A new population will come to Avalon. A younger population, joining the older, wiser and more experienced population that built the city’s wealth in the 20th century. Joining young people who, having grown up in Avalon have chosen to stay there rather than take the increasingly well-trodden path elsewhere. The city has seen too much of this. Its infrastructure of talent must be rebuilt.

And these people will need somewhere to live. Houses that are affordable. We need to build.

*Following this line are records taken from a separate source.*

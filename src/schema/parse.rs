use serde::Deserialize;
use serde_json::Value;

use super::core::Schema;
use super::types::{FieldDef, FieldType};
use crate::errors::DbError;
use crate::json::json_value_to_bson;

/// Long form of a path declaration: `{"type": "Number", "required": true, ...}`.
#[derive(Debug, Deserialize)]
#[serde(deny_unknown_fields, rename_all = "camelCase")]
struct FieldDeclSerde {
    #[serde(rename = "type")]
    field_type: String,
    #[serde(default)]
    required: bool,
    #[serde(default)]
    default: Option<Value>,
    min: Option<f64>,
    max: Option<f64>,
    min_length: Option<usize>,
    max_length: Option<usize>,
    #[serde(default, rename = "enum")]
    enum_values: Vec<Value>,
    #[serde(rename = "match")]
    pattern: Option<String>,
}

#[derive(Debug, Deserialize)]
#[serde(untagged)]
enum FieldSerde {
    Short(String),
    ArrayOf(Vec<Value>),
    Long(FieldDeclSerde),
}

#[derive(Debug, Default, Deserialize)]
#[serde(default)]
struct SchemaOptionsSerde {
    strict: Option<bool>,
    timestamps: Option<bool>,
}

impl TryFrom<FieldSerde> for FieldDef {
    type Error = DbError;

    fn try_from(fs: FieldSerde) -> Result<Self, Self::Error> {
        Ok(match fs {
            FieldSerde::Short(t) => Self::new(t.parse()?),
            FieldSerde::ArrayOf(_) => Self::new(FieldType::Array),
            FieldSerde::Long(d) => {
                let mut def = Self::new(d.field_type.parse()?);
                def.required = d.required;
                def.default = d.default.map(json_value_to_bson).transpose()?;
                def.min = d.min;
                def.max = d.max;
                def.min_length = d.min_length;
                def.max_length = d.max_length;
                def.enum_values =
                    d.enum_values.into_iter().map(json_value_to_bson).collect::<Result<_, _>>()?;
                if let Some(p) = d.pattern {
                    def = def.matches(&p)?;
                }
                def
            }
        })
    }
}

impl Schema {
    /// Parses a declaration object: `{"name": "String", "age": {"type": "Number", "min": 0}, "tags": ["String"]}`.
    /// An optional `"$options": {"strict": bool, "timestamps": bool}` entry sets schema options.
    ///
    /// # Errors
    /// Returns `DbError::Json` on malformed input and `DbError::Cast` on unknown types or bad patterns.
    pub fn from_json(json: &str) -> Result<Self, DbError> {
        let mut raw: serde_json::Map<String, Value> = serde_json::from_str(json)?;
        let opts: SchemaOptionsSerde = match raw.remove("$options") {
            Some(v) => serde_json::from_value(v)?,
            None => SchemaOptionsSerde::default(),
        };
        let mut schema = Self::new();
        for (name, v) in raw {
            let fs: FieldSerde = serde_json::from_value(v)?;
            schema = schema.field(&name, FieldDef::try_from(fs)?);
        }
        if let Some(s) = opts.strict {
            schema = schema.strict(s);
        }
        if let Some(t) = opts.timestamps {
            schema = schema.timestamps(t);
        }
        Ok(schema)
    }
}

#[cfg(test)]
mod tests {
    use super::*;
    use bson::Bson;

    #[test]
    fn parses_short_long_and_array_forms() {
        let s = Schema::from_json(
            r#"{
                "name": "String",
                "hits": {"type": "Number", "required": true, "default": 0, "min": 0},
                "role": {"type": "String", "enum": ["user", "admin"], "match": "^[a-z]+$"},
                "projects": ["String"],
                "$options": {"timestamps": true}
            }"#,
        )
        .unwrap();
        assert_eq!(s.field_def("name").unwrap().field_type, FieldType::String);
        let hits = s.field_def("hits").unwrap();
        assert!(hits.required);
        assert!(matches!(hits.default, Some(Bson::Int32(0) | Bson::Int64(0))));
        assert_eq!(s.field_def("projects").unwrap().field_type, FieldType::Array);
        assert_eq!(s.field_def("role").unwrap().enum_values.len(), 2);
        assert!(s.options.timestamps);
        assert!(s.options.strict);
    }

    #[test]
    fn unknown_type_is_rejected() {
        let e = Schema::from_json(r#"{"x": "Quaternion"}"#).unwrap_err();
        assert!(matches!(e, DbError::Cast(_)));
    }

    #[test]
    fn unknown_option_key_is_rejected() {
        assert!(Schema::from_json(r#"{"x": {"type": "String", "colour": "red"}}"#).is_err());
    }
}
mod command;
mod runner;

pub use command::{Command, Source};
pub use runner::{Report, run};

But this does not mean ever further sprawl into our precious countryside – which is too beautiful and too productive to become a building site. No, it means building on our existing urban footprint. We need to find space within the city, not outside. Some of our redundant industrial sites will provide excellent places for new housing: close to transport infrastructure, with excellent, ready-made supplies of water and power. We need to look hard at the vast city parks that were built many years ago and have simply not worked as they were intended – they have harboured crime rather than nurtured culture.

And culture is central to what we must do. Avalon needs to recapture the spirit in which it was first built: a pioneering spirit where anything was possible. Music, art, sculpture, performance: song and dance – we were good at it when we tried. The future memories of Avalon will be built on the strength of the cultural infrastructure that we put in place in the next few years.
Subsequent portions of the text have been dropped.